I found dcnewber post funny. You know like comedy. That's why I replied to his post with the "lol perfect" comment.


----------



## Another Uber Driver (May 27, 2015)

EcoboostMKS said:


> Just make sure to have a hazmat suit


I was going to remind you about the Lysol (@), but I guess that if you have a Hazmat Suit, the Lysol would be redundant.



Ubernice said:


> I agree with you; besides the disgusting this people are that are really cheap and frugal never ever I get a single dollar tip from this people and they always expecting be treated as princess paying this ridiculous uber fares


The gays are almost *anything but* cheap. In the cab, they are among the best tippers. I give them no brickbats for not tipping on UberX. Uber tells its users not to tip. Yes, I like and appreciate tips as much as everyone on these boards, and I wish that Uber would accommodate it or at least stop telling the users not to tip. This would make my quarrel with Uber, not the user. The user employs the application/service as its provider (Uber) tells him to employ it. Brickbats to Uber for its anti-tipping attitude, not to the user for doing what Uber tells him to do.

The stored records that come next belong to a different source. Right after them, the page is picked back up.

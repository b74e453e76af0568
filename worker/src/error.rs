use thiserror::Error;

use bpow_work::WorkError;

#[derive(Debug, Error)]
pub enum WorkerError {
    #[error("config error: {0}")]
    Config(String),

    #[error("connection error: {0}")]
    Connection(#[from] tokio_tungstenite::tungstenite::Error),

    #[error("engine error: {0}")]
    Engine(String),

    #[error("work error: {0}")]
    Work(#[from] WorkError),

    #[error("serialization error: {0}")]
    Serialization(#[from] serde_json::Error),

    #[error("IO error: {0}")]
    Io(#[from] std::io::Error),
}
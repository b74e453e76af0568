//! JSON messages exchanged over a worker connection.
//!
//! Every WebSocket text frame carries exactly one record. Broker → worker
//! records are tagged by `request_type`; the worker → broker record is a
//! plain [`WorkResponse`].

use serde::{Deserialize, Serialize};

use crate::WorkHash;

/// A unit of work sent to workers.
#[derive(Clone, Debug, PartialEq, Eq, Serialize, Deserialize)]
pub struct WorkItem {
    /// Unique per dispatch attempt; regenerated when a request escalates.
    pub request_id: String,
    pub hash: WorkHash,
    pub difficulty_multiplier: u32,
    /// Speculative request issued to warm the cache.
    #[serde(default)]
    pub precache: bool,
}

/// Informational message telling a worker about its accrued share.
#[derive(Clone, Debug, PartialEq, Serialize, Deserialize)]
pub struct AwardNotice {
    pub hash: WorkHash,
    pub percent_of_pool: f64,
    pub estimated_award: f64,
}

/// Broker → worker message.
#[derive(Clone, Debug, PartialEq, Serialize, Deserialize)]
#[serde(tag = "request_type", rename_all = "snake_case")]
pub enum ServerMessage {
    WorkGenerate(WorkItem),
    WorkCancel { hash: WorkHash },
    BlockAwarded(AwardNotice),
}

impl ServerMessage {
    /// Wire name of the message, matching the `request_type` tag.
    pub fn kind(&self) -> &'static str {
        match self {
            ServerMessage::WorkGenerate(_) => "work_generate",
            ServerMessage::WorkCancel { .. } => "work_cancel",
            ServerMessage::BlockAwarded(_) => "block_awarded",
        }
    }

    pub fn to_json(&self) -> Result<String, serde_json::Error> {
        serde_json::to_string(self)
    }

    pub fn from_json(s: &str) -> Result<Self, serde_json::Error> {
        serde_json::from_str(s)
    }
}

/// Worker → broker answer to a [`WorkItem`].
///
/// Fields are kept as raw strings: nothing a worker sends is trusted until the
/// broker has validated it against the pending request.
#[derive(Clone, Debug, PartialEq, Eq, Serialize, Deserialize)]
pub struct WorkResponse {
    pub request_id: String,
    pub hash: String,
    pub result: String,
}

impl WorkResponse {
    pub fn to_json(&self) -> Result<String, serde_json::Error> {
        serde_json::to_string(self)
    }

    pub fn from_json(s: &str) -> Result<Self, serde_json::Error> {
        serde_json::from_str(s)
    }
}
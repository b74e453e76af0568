//! Correlation registry: request id → waiting dispatch call.
//!
//! Every broadcast work request gets an entry here before it leaves the
//! broker. The hub looks entries up by the `request_id` a worker echoes back,
//! validates the work against the entry's hash and multiplier, and hands the
//! result to the waiting caller through [`PendingRequest::try_deliver`].

use std::collections::HashMap;
use std::sync::atomic::{AtomicBool, Ordering};
use std::sync::{Arc, Mutex, PoisonError};

use tokio::sync::mpsc;

use bpow_types::WorkHash;

/// Receiving half held by the dispatch call.
pub type DeliveryReceiver = mpsc::Receiver<String>;

/// One outstanding broadcast.
///
/// Cloning shares the delivery slot: whichever clone delivers first wins.
#[derive(Clone, Debug)]
pub struct PendingRequest {
    pub request_id: String,
    pub hash: WorkHash,
    pub difficulty_multiplier: u32,
    /// Identity of whoever asked for the work.
    pub requester: String,
    /// Whether answering this request counts towards payouts.
    pub block_award: bool,
    pub precache: bool,
    resolved: Arc<AtomicBool>,
    tx: mpsc::Sender<String>,
}

impl PendingRequest {
    pub fn new(
        request_id: String,
        hash: WorkHash,
        difficulty_multiplier: u32,
        requester: String,
        block_award: bool,
        precache: bool,
    ) -> (Self, DeliveryReceiver) {
        let (tx, rx) = mpsc::channel(1);
        let entry = Self {
            request_id,
            hash,
            difficulty_multiplier,
            requester,
            block_award,
            precache,
            resolved: Arc::new(AtomicBool::new(false)),
            tx,
        };
        (entry, rx)
    }

    /// Hand `result` to the waiting caller.
    ///
    /// Returns `true` for exactly one call per entry. Later calls, and calls
    /// after the entry was closed, return `false` and drop the result.
    pub fn try_deliver(&self, result: String) -> bool {
        if self.resolved.swap(true, Ordering::AcqRel) {
            return false;
        }
        self.tx.try_send(result).is_ok()
    }

    pub fn is_resolved(&self) -> bool {
        self.resolved.load(Ordering::Acquire)
    }

    /// Refuse any further delivery.
    pub fn close(&self) {
        self.resolved.store(true, Ordering::Release);
    }
}

/// Synchronized map of outstanding requests, keyed by request id.
#[derive(Debug, Default)]
pub struct PendingRegistry {
    entries: Mutex<HashMap<String, PendingRequest>>,
}

impl PendingRegistry {
    pub fn new() -> Self {
        Self::default()
    }

    /// Insert `entry`; a request id that is already present is left alone.
    ///
    /// Returns whether the entry was inserted.
    pub fn put(&self, entry: PendingRequest) -> bool {
        let mut entries = self.lock();
        if entries.contains_key(&entry.request_id) {
            return false;
        }
        entries.insert(entry.request_id.clone(), entry);
        true
    }

    pub fn get(&self, request_id: &str) -> Option<PendingRequest> {
        self.lock().get(request_id).cloned()
    }

    /// Remove the entry and close its delivery slot.
    pub fn delete(&self, request_id: &str) -> Option<PendingRequest> {
        let removed = self.lock().remove(request_id);
        if let Some(entry) = &removed {
            entry.close();
        }
        removed
    }

    pub fn len(&self) -> usize {
        self.lock().len()
    }

    pub fn is_empty(&self) -> bool {
        self.lock().is_empty()
    }

    fn lock(&self) -> std::sync::MutexGuard<'_, HashMap<String, PendingRequest>> {
        self.entries.lock().unwrap_or_else(PoisonError::into_inner)
    }
}

#[cfg(test)]
mod tests {
    use super::*;

    fn entry(id: &str) -> (PendingRequest, DeliveryReceiver) {
        PendingRequest::new(
            id.to_string(),
            WorkHash::new([1; 32]),
            1,
            "service@example.com".to_string(),
            true,
            false,
        )
    }

    #[test]
    fn put_is_idempotent_per_id() {
        let registry = PendingRegistry::new();
        let (first, _rx1) = entry("r1");
        let (mut second, _rx2) = entry("r1");
        second.difficulty_multiplier = 64;

        assert!(registry.put(first));
        assert!(!registry.put(second));
        assert_eq!(registry.len(), 1);
        assert_eq!(registry.get("r1").unwrap().difficulty_multiplier, 1);
    }

    #[test]
    fn get_and_delete() {
        let registry = PendingRegistry::new();
        let (e, _rx) = entry("r1");
        registry.put(e);
        assert!(registry.get("missing").is_none());
        assert!(registry.delete("r1").is_some());
        assert!(registry.get("r1").is_none());
        assert!(registry.is_empty());
        assert!(registry.delete("r1").is_none());
    }

    #[tokio::test]
    async fn first_delivery_wins() {
        let registry = PendingRegistry::new();
        let (e, mut rx) = entry("r1");
        registry.put(e);

        let a = registry.get("r1").unwrap();
        let b = registry.get("r1").unwrap();
        assert!(a.try_deliver("first".into()));
        assert!(!b.try_deliver("second".into()));
        assert!(!a.try_deliver("third".into()));

        assert_eq!(rx.recv().await.as_deref(), Some("first"));
        assert!(rx.try_recv().is_err());
    }

    #[test]
    fn delivery_after_delete_is_refused() {
        let registry = PendingRegistry::new();
        let (e, _rx) = entry("r1");
        registry.put(e);
        let held = registry.get("r1").unwrap();
        registry.delete("r1");
        assert!(held.is_resolved());
        assert!(!held.try_deliver("late".into()));
    }

    #[test]
    fn delivery_to_dropped_waiter_returns_false() {
        let (e, rx) = entry("r1");
        drop(rx);
        assert!(!e.try_deliver("nobody listening".into()));
        assert!(e.is_resolved());
    }

    #[test]
    fn concurrent_deliveries_resolve_once() {
        let (e, mut rx) = entry("r1");
        let winners: usize = std::thread::scope(|s| {
            let handles: Vec<_> = (0..8)
                .map(|i| {
                    let e = e.clone();
                    s.spawn(move || e.try_deliver(format!("result-{i}")) as usize)
                })
                .collect();
            handles.into_iter().map(|h| h.join().unwrap()).sum()
        });
        assert_eq!(winners, 1);
        assert!(rx.try_recv().is_ok());
        assert!(rx.try_recv().is_err());
    }
}
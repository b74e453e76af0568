//! Connection-time checks for worker sockets.
//!
//! A worker is admitted only when its `Authorization` header maps to a
//! provider, its address is not already connected, not inside a denylisted
//! range and not serving a ban for repeated invalid work.

use std::collections::HashMap;
use std::net::{IpAddr, SocketAddr};
use std::str::FromStr;
use std::sync::{Arc, Mutex, PoisonError};
use std::time::Duration;

use axum::http::{header, HeaderMap, StatusCode};
use axum::response::{IntoResponse, Response};
use thiserror::Error;
use tokio::time::Instant;

use bpow_types::{Principal, PrincipalKind};

use crate::config::TokenEntry;
use crate::hub::HubHandle;

/// Bulk-hosting ranges refused by default.
pub const DEFAULT_DENIED_RANGES: &[&str] = &[
    "116.202.0.0/16",
    "116.203.0.0/16",
    "128.140.0.0/17",
    "135.181.0.0/16",
    "136.243.0.0/16",
    "138.201.0.0/16",
    "142.132.128.0/17",
    "144.76.0.0/16",
    "148.251.0.0/16",
    "157.90.0.0/16",
    "159.69.0.0/16",
    "162.55.0.0/16",
    "167.233.0.0/16",
    "167.235.0.0/16",
    "168.119.0.0/16",
    "171.25.225.0/24",
    "176.9.0.0/16",
    "178.212.75.0/24",
    "178.63.0.0/16",
    "185.107.52.0/22",
    "185.110.95.0/24",
    "185.112.180.0/24",
    "185.126.28.0/22",
    "185.12.65.0/24",
    "185.136.140.0/23",
    "185.157.176.0/23",
    "185.157.178.0/23",
    "185.157.83.0/24",
    "185.171.224.0/22",
    "185.189.228.0/24",
    "185.189.229.0/24",
    "185.189.230.0/24",
    "185.189.231.0/24",
    "185.209.124.0/22",
    "185.213.45.0/24",
    "185.216.237.0/24",
    "185.226.99.0/24",
    "185.228.8.0/23",
    "185.242.76.0/24",
    "185.36.144.0/22",
    "185.50.120.0/23",
    "188.34.128.0/17",
    "188.40.0.0/16",
    "193.110.6.0/23",
    "193.163.198.0/24",
    "193.25.170.0/23",
    "194.35.12.0/23",
    "194.42.180.0/22",
    "194.42.184.0/22",
    "194.62.106.0/24",
    "195.201.0.0/16",
    "195.248.224.0/24",
    "195.60.226.0/24",
    "195.96.156.0/24",
    "197.242.84.0/22",
    "201.131.3.0/24",
    "213.133.96.0/19",
    "213.232.193.0/24",
    "213.239.192.0/18",
    "23.88.0.0/17",
    "45.148.28.0/22",
    "45.15.120.0/22",
    "46.4.0.0/16",
    "49.12.0.0/16",
    "49.13.0.0/16",
    "5.75.128.0/17",
    "5.9.0.0/16",
    "78.46.0.0/15",
    "83.219.100.0/22",
    "83.243.120.0/22",
    "85.10.192.0/18",
    "88.198.0.0/16",
    "88.99.0.0/16",
    "91.107.128.0/17",
    "91.190.240.0/21",
    "91.233.8.0/22",
    "94.130.0.0/16",
    "94.154.121.0/24",
    "95.217.0.0/16",
    "95.216.0.0/16",
    "65.21.0.0/16",
    "65.109.0.0/16",
    "65.108.0.0/16",
    "45.136.70.0/23",
    "2a01:4f8::/32",
    "2a01:4f9::/32",
    "2a01:4ff:ff01::/48",
    "2a01:b140::/29",
    "2a06:1301:4050::/48",
    "2a06:be80::/29",
    "2a0e:2c80::/29",
    "2a11:48c0::/29",
    "2a11:e980::/29",
    "2a12:e00::/29",
];

#[derive(Debug, Error, PartialEq, Eq)]
pub enum AdmissionError {
    #[error("missing or unrecognised credentials")]
    Unauthorized,

    #[error("address {0} is already connected")]
    AlreadyConnected(String),

    #[error("address {0} is in a denied range")]
    DeniedRange(String),

    #[error("address {0} is banned")]
    Banned(String),

    #[error("invalid address range: {0}")]
    InvalidRange(String),
}

impl IntoResponse for AdmissionError {
    fn into_response(self) -> Response {
        let status = match self {
            AdmissionError::Unauthorized => StatusCode::UNAUTHORIZED,
            AdmissionError::InvalidRange(_) => StatusCode::INTERNAL_SERVER_ERROR,
            _ => StatusCode::FORBIDDEN,
        };
        let body = format!("{} - {}", status.as_u16(), status.canonical_reason().unwrap_or(""));
        (status, body).into_response()
    }
}

/// Resolves an `Authorization` header value to a principal.
///
/// Token issuance and account storage live outside the broker; this is the
/// seam they plug into.
pub trait Authenticator: Send + Sync {
    fn authenticate(&self, authorization: &str) -> Option<Principal>;
}

/// Authenticator over a fixed token table.
#[derive(Debug, Default)]
pub struct StaticTokens {
    tokens: HashMap<String, Principal>,
}

impl StaticTokens {
    pub fn new() -> Self {
        Self::default()
    }

    pub fn from_entries(entries: &[TokenEntry]) -> Self {
        let mut tokens = Self::new();
        for entry in entries {
            tokens.insert(&entry.token, Principal::new(&entry.identity, entry.kind));
        }
        tokens
    }

    pub fn insert(&mut self, token: &str, principal: Principal) {
        self.tokens.insert(token.to_string(), principal);
    }

    pub fn with(mut self, token: &str, identity: &str, kind: PrincipalKind) -> Self {
        self.insert(token, Principal::new(identity, kind));
        self
    }
}

impl Authenticator for StaticTokens {
    fn authenticate(&self, authorization: &str) -> Option<Principal> {
        let token = authorization
            .strip_prefix("Bearer ")
            .unwrap_or(authorization)
            .trim();
        self.tokens.get(token).cloned()
    }
}

/// An address range in CIDR notation; a bare address is a full-length prefix.
#[derive(Clone, Copy, Debug, PartialEq, Eq)]
pub struct Cidr {
    network: IpAddr,
    prefix: u8,
}
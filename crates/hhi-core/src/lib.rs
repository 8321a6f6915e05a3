pub mod config;
pub mod logging;

pub mod fetch;
pub mod headers;
pub mod inspect;
pub mod result;
pub mod url_model;

pub use config::InspectOptions;
pub use fetch::{fetch_headers, TransportError};
pub use headers::HeaderFields;
pub use inspect::inspect_all;
pub use result::InspectionResult;
pub use url_model::normalize_url;
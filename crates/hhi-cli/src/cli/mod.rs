//! CLI for http-header-inspector.

mod commands;
mod render;

use anyhow::Result;
use clap::{Parser, ValueEnum};
use hhi_core::config::{self, InspectOptions};
use std::time::Duration;

use commands::run_inspect;

/// Top-level CLI for http-header-inspector.
#[derive(Debug, Parser)]
#[command(name = "header-inspect", display_name = "http-header-inspector", version)]
#[command(
    about = "Fetch HTTP(S) response headers for one or more URLs and highlight security/caching headers.",
    long_about = None
)]
pub struct Cli {
    /// URL(s) to inspect (e.g. https://example.com). Scheme is optional; https is assumed if missing.
    #[arg(required = true, num_args = 1..)]
    pub urls: Vec<String>,

    /// Do not follow redirects (by default redirects are followed).
    #[arg(long)]
    pub no_follow: bool,

    /// Output format.
    #[arg(long, value_enum, default_value_t = OutputFormat::Text)]
    pub format: OutputFormat,

    /// Request timeout in seconds.
    #[arg(long, default_value = "10.0", value_name = "SECONDS", value_parser = config::parse_timeout_secs)]
    pub timeout: Duration,
}

#[derive(Debug, Clone, Copy, PartialEq, Eq, ValueEnum)]
pub enum OutputFormat {
    Text,
    Json,
}

impl Cli {
    pub fn options(&self) -> InspectOptions {
        InspectOptions::new(!self.no_follow, self.timeout)
    }

    pub async fn run_from_args() -> Result<()> {
        let cli = Cli::parse();
        let opts = cli.options();
        tracing::debug!("inspect options: {:?}", opts);
        run_inspect(cli.urls, opts, cli.format).await
    }
}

I do not know how the gays act in Arizona, but here they are no trouble at all. In fact, they tend to be among the better customers. They get into the cab or car (depending on what I am driving that day), give the address and act just like I would expect any passenger to act. Some talk, some bury their noses in their electronic toy. If they ask for something, it is reasonable: "Can you turn up the A/C, please?"; "Can you roll up the window, please?"; "Could you turn on the game, please?". All of these are typical of requests that I receive from passengers, gay or otherwise. I can not remember the last time that a gay customer made an unreasonable request of me either in the cab or UberX. On Uber Taxi or UberX, I do not care who you are, or even if your credit card is good. Uber will pay me even if your card is no good. In the cab, if it is other than Uber Taxi, I do care if you have money or a good credit card. If you have either of the above, you and I are fine.



Fuzzyelvis said:


> Some people would like to not let "********" in the same businesses they frequent. I'm supposed to be ok with that and not "suppress" their opinion?


They can express their opinion. If they try to keep out this or that person/group, that is different. Several posters, including myself, have reproved the Original Poster for attempting to exclude the gays from her car.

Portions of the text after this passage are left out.